The protostar TW Hydra features the best studied and one of the most unusual protoplanetary discs. Its dust disc has a cliff-like rollover at 52 AU which coincides with a suspected sub-Neptune mass planet recently detected as an azimuthally elongated AU-scale excess in ALMA 1.3 mm continuum (Tsukagoshi +19). Here we build detailed models of dust growth, dynamics and synthetic disc emission to investigate the origin of TW Hydra's peculiarities.
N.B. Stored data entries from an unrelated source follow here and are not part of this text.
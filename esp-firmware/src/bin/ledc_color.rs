// Demo 2: RGB-LED zeigt über LEDC PWM nacheinander sechs Farben
#![no_std]
#![no_main]
#![deny(
    clippy::mem_forget,
    reason = "mem::forget is generally not safe to do with esp_hal types, especially those \
    holding buffers for the duration of a data transfer."
)]
#![deny(clippy::large_stack_frames)]

extern crate alloc;

use defmt::info;
use embassy_executor::Spawner;
use embassy_time::{Duration, Timer};
use esp_hal::clock::CpuClock;
use esp_hal::timer::timg::TimerGroup;
use {esp_backtrace as _, esp_println as _};

use esp_peripherie_demos::SAMPLE_COLORS;
use esp_peripherie_demos::config::{
    EXTRA_HEAP_SIZE, LED_BLUE_GPIO_PIN, LED_GREEN_GPIO_PIN, LED_RED_GPIO_PIN, LEDC_FREQUENCY_KHZ,
    LEDC_RESOLUTION,
};
use esp_peripherie_demos::hal::LedcRgbWriter;
use esp_peripherie_demos::tasks::color_cycle_task;

esp_bootloader_esp_idf::esp_app_desc!();

/// Main Entry Point
///
/// Initialisiert LEDC (Timer 0, drei Kanäle) und startet den Farbzyklus-Task.
/// Schlägt die Initialisierung fehl, bricht die Demo ab.
#[esp_rtos::main]
async fn main(spawner: Spawner) -> ! {
    let config = esp_hal::Config::default().with_cpu_clock(CpuClock::max());
    let peripherals = esp_hal::init(config);

    // Kein WiFi, ein kleiner Heap reicht für die Runtime
    esp_alloc::heap_allocator!(size: EXTRA_HEAP_SIZE);

    let timg0 = TimerGroup::new(peripherals.TIMG0);
    let sw_interrupt =
        esp_hal::interrupt::software::SoftwareInterruptControl::new(peripherals.SW_INTERRUPT);
    esp_rtos::start(timg0.timer0, sw_interrupt.software_interrupt0);

    let led = LedcRgbWriter::new(
        peripherals.LEDC,
        peripherals.GPIO6,
        peripherals.GPIO5,
        peripherals.GPIO4,
        LEDC_RESOLUTION,
        LEDC_FREQUENCY_KHZ,
    )
    .expect("Failed to initialize LEDC");

    info!(
        "RGB LED on GPIO{} (R) / GPIO{} (G) / GPIO{} (B), {} kHz, {} bit",
        LED_RED_GPIO_PIN,
        LED_GREEN_GPIO_PIN,
        LED_BLUE_GPIO_PIN,
        LEDC_FREQUENCY_KHZ,
        LEDC_RESOLUTION.bits()
    );

    spawner
        .spawn(color_cycle_task(led, &SAMPLE_COLORS))
        .unwrap();

    loop {
        Timer::after(Duration::from_secs(3600)).await;
    }
}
We show that the standard scenario in which the dust in TW Hydra disc is primordial accounts neither for the dust morphology nor the excess emission. We propose an alternative model in which the primordial dust is long consumed by the star or locked in planets; the dust currently observed in the system is ejected by the suspected ALMA planet. We show that in this model the mm-sized dust particles are blown inside the planetary orbit, naturally explaining the dust disc morphology and its relation to the 1.3 mm excess. Further, dust lost by the planet performs a characteristic U-turn relative to the planet producing an azimuthally elongated emission feature similar to the one observed by ALMA. Finally, the disruption scenario provides an attractive explanation for why one of the oldest protoplanetary discs happens to be tens times more massive in terms of dust than most discs a fraction of TW Hydra's age.
We consider two scenarios for the nature of the dust-loosing planet. In the first, a dusty pre-collapse gas envelope of a massive core growing in the Core Accretion framework is disrupted, e.g., as a result of a catastrophic encounter. In the second, a massive dusty gas giant planet formed in the Gravitational Instability scenario is disrupted by the energy release in its massive core. In the latter case all of TW Hydra protoplanetary disc, including its gaseous component, may originate in such a disruption; the planet mass has to be no larger than 2 Jupiter masses and it must be 5-10 times more abundant in metals than the Sun.
If these ideas are correct then future observations of TW Hydra, and potentially other discs, will allow us to study planet formation in an entirely new way -- by analysing the flows of dust and gas recently belonging to giant planets. Reverse engineering of mass loss from the planets may inform us about their density structure and elemental composition before the disruption.